The science behind fall foliage

fall foliage

Autumn is one of the most beautiful times of the year for witnessing fall foliage across the country. For colors to fully peak, the process can take weeks – but not anymore. A new time-lapse video of over 6,000 leaf photos reveals the biology behind this transformation. Despite the popularity of fall foliage, the science behind the changing leaves isn’t widely known.

David Lee, professor emeritus in the Department of Biological Sciences, told the Smithsonian one of the biggest misconceptions is that red and yellow leaves change in the same way, when they actually endure completely different processes.

Lee explains how the breakdown of chlorophyll unveils the yellow pigments hiding underneath. On the other hand, the red color comes from the release of a pigment called anthocyanin which forms as the leaf dies.

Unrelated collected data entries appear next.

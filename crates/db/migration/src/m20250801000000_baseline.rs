use sea_orm_migration::{prelude::*, sea_orm::DatabaseBackend};

#[derive(DeriveMigrationName)]
pub struct Migration;

#[async_trait::async_trait]
impl MigrationTrait for Migration {
    async fn up(&self, manager: &SchemaManager) -> Result<(), DbErr> {
        manager
            .create_table(
                Table::create()
                    .if_not_exists()
                    .table(Users::Table)
                    .col(pk_id_col(manager, Users::Id))
                    .col(ColumnDef::new(Users::Name).string().not_null())
                    .col(ColumnDef::new(Users::Username).string().not_null())
                    .col(ColumnDef::new(Users::PasswordHash).string().not_null())
                    .col(ColumnDef::new(Users::Role).string_len(50).not_null())
                    .col(timestamp_col(Users::CreatedAt))
                    .to_owned(),
            )
            .await?;

        manager
            .create_index(
                Index::create()
                    .if_not_exists()
                    .name("idx_users_username")
                    .table(Users::Table)
                    .col(Users::Username)
                    .unique()
                    .to_owned(),
            )
            .await?;

        manager
            .create_table(
                Table::create()
                    .if_not_exists()
                    .table(Records::Table)
                    .col(pk_id_col(manager, Records::Id))
                    .col(fk_id_nullable_col(manager, Records::CallerId))
                    .col(ColumnDef::new(Records::PhoneNumber).string().not_null())
                    .col(ColumnDef::new(Records::Name).string())
                    .col(ColumnDef::new(Records::Response).text())
                    .col(ColumnDef::new(Records::Notes).text())
                    .col(
                        ColumnDef::new(Records::Visit)
                            .string_len(16)
                            .not_null()
                            .default(Expr::val("pending")),
                    )
                    .col(fk_id_nullable_col(manager, Records::VisitBy))
                    .col(
                        ColumnDef::new(Records::HiddenFromCaller)
                            .boolean()
                            .not_null()
                            .default(Expr::val(false)),
                    )
                    .col(timestamp_col(Records::AssignedAt))
                    .col(timestamp_col(Records::UpdatedAt))
                    .foreign_key(
                        ForeignKey::create()
                            .name("fk_records_caller_id")
                            .from(Records::Table, Records::CallerId)
                            .to(Users::Table, Users::Id)
                            .on_delete(ForeignKeyAction::SetNull),
                    )
                    .foreign_key(
                        ForeignKey::create()
                            .name("fk_records_visit_by")
                            .from(Records::Table, Records::VisitBy)
                            .to(Users::Table, Users::Id)
                            .on_delete(ForeignKeyAction::SetNull),
                    )
                    .to_owned(),
            )
            .await?;

        // No unique index on phone_number: duplicate suppression is an
        // application-level check and concurrent uploads may still race.
        manager
            .create_index(
                Index::create()
                    .if_not_exists()
                    .name("idx_records_phone_number")
                    .table(Records::Table)
                    .col(Records::PhoneNumber)
                    .to_owned(),
            )
            .await?;

        manager
            .create_index(
                Index::create()
                    .if_not_exists()
                    .name("idx_records_caller_id")
                    .table(Records::Table)
                    .col(Records::CallerId)
                    .to_owned(),
            )
            .await?;

        manager
            .create_table(
                Table::create()
                    .if_not_exists()
                    .table(Tasks::Table)
                    .col(pk_id_col(manager, Tasks::Id))
                    .col(ColumnDef::new(Tasks::Title).string().not_null())
                    .col(ColumnDef::new(Tasks::Description).text())
                    .col(fk_id_col(manager, Tasks::AssignedTo))
                    .col(fk_id_col(manager, Tasks::AssignedBy))
                    .col(ColumnDef::new(Tasks::Deadline).timestamp())
                    .col(
                        ColumnDef::new(Tasks::Status)
                            .string_len(32)
                            .not_null()
                            .default(Expr::val("pending")),
                    )
                    .col(
                        ColumnDef::new(Tasks::Progress)
                            .integer()
                            .not_null()
                            .default(Expr::val(0)),
                    )
                    .col(timestamp_col(Tasks::CreatedAt))
                    .col(timestamp_col(Tasks::UpdatedAt))
                    .foreign_key(
                        ForeignKey::create()
                            .name("fk_tasks_assigned_to")
                            .from(Tasks::Table, Tasks::AssignedTo)
                            .to(Users::Table, Users::Id)
                            .on_delete(ForeignKeyAction::Cascade),
                    )
                    .foreign_key(
                        ForeignKey::create()
                            .name("fk_tasks_assigned_by")
                            .from(Tasks::Table, Tasks::AssignedBy)
                            .to(Users::Table, Users::Id)
                            .on_delete(ForeignKeyAction::Cascade),
                    )
                    .to_owned(),
            )
            .await?;

        manager
            .create_index(
                Index::create()
                    .if_not_exists()
                    .name("idx_tasks_assigned_to")
                    .table(Tasks::Table)
                    .col(Tasks::AssignedTo)
                    .to_owned(),
            )
            .await?;

        manager
            .create_table(
                Table::create()
                    .if_not_exists()
                    .table(Admissions::Table)
                    .col(pk_id_col(manager, Admissions::Id))
                    .col(fk_id_col(manager, Admissions::RecordId))
                    .col(
                        ColumnDef::new(Admissions::AdmissionType)
                            .string_len(16)
                            .not_null(),
                    )
                    .col(ColumnDef::new(Admissions::DiscountRate).double())
                    .col(ColumnDef::new(Admissions::TotalFees).double())
                    .col(ColumnDef::new(Admissions::EnrolledCourse).string())
                    .col(fk_id_col(manager, Admissions::ProcessedBy))
                    .col(timestamp_col(Admissions::CreatedAt))
                    .foreign_key(
                        ForeignKey::create()
                            .name("fk_admissions_record_id")
                            .from(Admissions::Table, Admissions::RecordId)
                            .to(Records::Table, Records::Id)
                            .on_delete(ForeignKeyAction::Cascade),
                    )
                    .to_owned(),
            )
            .await?;

        manager
            .create_table(
                Table::create()
                    .if_not_exists()
                    .table(CertifiedAdmissions::Table)
                    .col(pk_id_col(manager, CertifiedAdmissions::Id))
                    .col(fk_id_col(manager, CertifiedAdmissions::RecordId))
                    .col(
                        ColumnDef::new(CertifiedAdmissions::PhoneNumber)
                            .string()
                            .not_null(),
                    )
                    .col(ColumnDef::new(CertifiedAdmissions::Name).string().not_null())
                    .col(
                        ColumnDef::new(CertifiedAdmissions::CallerName)
                            .string()
                            .not_null(),
                    )
                    .col(ColumnDef::new(CertifiedAdmissions::Response).text())
                    .col(fk_id_col(manager, CertifiedAdmissions::ProcessedBy))
                    .col(timestamp_col(CertifiedAdmissions::CreatedAt))
                    .foreign_key(
                        ForeignKey::create()
                            .name("fk_certified_admissions_record_id")
                            .from(CertifiedAdmissions::Table, CertifiedAdmissions::RecordId)
                            .to(Records::Table, Records::Id)
                            .on_delete(ForeignKeyAction::Cascade),
                    )
                    .to_owned(),
            )
            .await?;

        manager
            .create_table(
                Table::create()
                    .if_not_exists()
                    .table(OtherAdmissions::Table)
                    .col(pk_id_col(manager, OtherAdmissions::Id))
                    .col(fk_id_col(manager, OtherAdmissions::RecordId))
                    .col(
                        ColumnDef::new(OtherAdmissions::PhoneNumber)
                            .string()
                            .not_null(),
                    )
                    .col(ColumnDef::new(OtherAdmissions::Name).string().not_null())
                    .col(
                        ColumnDef::new(OtherAdmissions::CallerName)
                            .string()
                            .not_null(),
                    )
                    .col(ColumnDef::new(OtherAdmissions::Response).text())
                    .col(ColumnDef::new(OtherAdmissions::DiscountRate).double())
                    .col(ColumnDef::new(OtherAdmissions::TotalFees).double())
                    .col(ColumnDef::new(OtherAdmissions::EnrolledCourse).string())
                    .col(ColumnDef::new(OtherAdmissions::FeesPaid).big_integer())
                    .col(ColumnDef::new(OtherAdmissions::CourseTotalFees).big_integer())
                    .col(ColumnDef::new(OtherAdmissions::CourseStartDate).timestamp())
                    .col(ColumnDef::new(OtherAdmissions::CourseEndDate).timestamp())
                    .col(ColumnDef::new(OtherAdmissions::PaymentMode).string())
                    .col(fk_id_col(manager, OtherAdmissions::ProcessedBy))
                    .col(timestamp_col(OtherAdmissions::CreatedAt))
                    .foreign_key(
                        ForeignKey::create()
                            .name("fk_other_admissions_record_id")
                            .from(OtherAdmissions::Table, OtherAdmissions::RecordId)
                            .to(Records::Table, Records::Id)
                            .on_delete(ForeignKeyAction::Cascade),
                    )
                    .to_owned(),
            )
            .await?;

        Ok(())
    }

    async fn down(&self, manager: &SchemaManager) -> Result<(), DbErr> {
        manager
            .drop_table(Table::drop().table(OtherAdmissions::Table).to_owned())
            .await?;
        manager
            .drop_table(Table::drop().table(CertifiedAdmissions::Table).to_owned())
            .await?;
        manager
            .drop_table(Table::drop().table(Admissions::Table).to_owned())
            .await?;
        manager
            .drop_table(Table::drop().table(Tasks::Table).to_owned())
            .await?;
        manager
            .drop_table(Table::drop().table(Records::Table).to_owned())
            .await?;
        manager
            .drop_table(Table::drop().table(Users::Table).to_owned())
            .await?;
        Ok(())
    }
}

fn pk_id_col<T: Iden>(manager: &SchemaManager, col: T) -> ColumnDef {
    let mut col = ColumnDef::new(col);
    match manager.get_database_backend() {
        DatabaseBackend::Sqlite => {
            col.integer();
        }
        _ => {
            col.big_integer();
        }
    }
    col.not_null().auto_increment().primary_key().to_owned()
}

fn fk_id_col<T: Iden>(manager: &SchemaManager, col: T) -> ColumnDef {
    let mut col = ColumnDef::new(col);
    match manager.get_database_backend() {
        DatabaseBackend::Sqlite => {
            col.integer();
        }
        _ => {
            col.big_integer();
        }
    }
    col.not_null().to_owned()
}

fn fk_id_nullable_col<T: Iden>(manager: &SchemaManager, col: T) -> ColumnDef {
    let mut col = ColumnDef::new(col);
    match manager.get_database_backend() {
        DatabaseBackend::Sqlite => {
            col.integer();
        }
        _ => {
            col.big_integer();
        }
    }
    col.to_owned()
}

fn timestamp_col<T: Iden>(col: T) -> ColumnDef {
    ColumnDef::new(col)
        .timestamp()
        .not_null()
        .default(Expr::current_timestamp())
        .to_owned()
}

#[derive(Iden)]
enum Users {
    Table,
    Id,
    Name,
    Username,
    PasswordHash,
    Role,
    CreatedAt,
}

#[derive(Iden)]
enum Records {
    Table,
    Id,
    CallerId,
    PhoneNumber,
    Name,
    Response,
    Notes,
    Visit,
    VisitBy,
    HiddenFromCaller,
    AssignedAt,
    UpdatedAt,
}

#[derive(Iden)]
enum Tasks {
    Table,
    Id,
    Title,
    Description,
    AssignedTo,
    AssignedBy,
    Deadline,
    Status,
    Progress,
    CreatedAt,
    UpdatedAt,
}

#[derive(Iden)]
enum Admissions {
    Table,
    Id,
    RecordId,
    AdmissionType,
    DiscountRate,
    TotalFees,
    EnrolledCourse,
    ProcessedBy,
    CreatedAt,
}

#[derive(Iden)]
enum CertifiedAdmissions {
    Table,
    Id,
    RecordId,
    PhoneNumber,
    Name,
    CallerName,
    Response,
    ProcessedBy,
    CreatedAt,
}

#[derive(Iden)]
enum OtherAdmissions {
    Table,
    Id,
    RecordId,
    PhoneNumber,
    Name,
    CallerName,
    Response,
    DiscountRate,
    TotalFees,
    EnrolledCourse,
    FeesPaid,
    CourseTotalFees,
    CourseStartDate,
    CourseEndDate,
    PaymentMode,
    ProcessedBy,
    CreatedAt,
}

Scientists are still trying to find out the function of red pigments. There are several hypotheses suggesting that this color is used to protect plants from herbivory or that red pigments offer photo-protection when the leaf is vulnerable.

“With work like Reiser’s video, we can now examine the changing leaves with a fresh perspective, bringing new questions into focus and magnifying the puzzle of nature’s ever-evolving palette,” said Lee.

While there is still much science to learn, Lee is hopeful the mystery of color change will continue to fascinate researchers and observers in the field.

This article first appeared in the Smithsonian on August 14, 2019.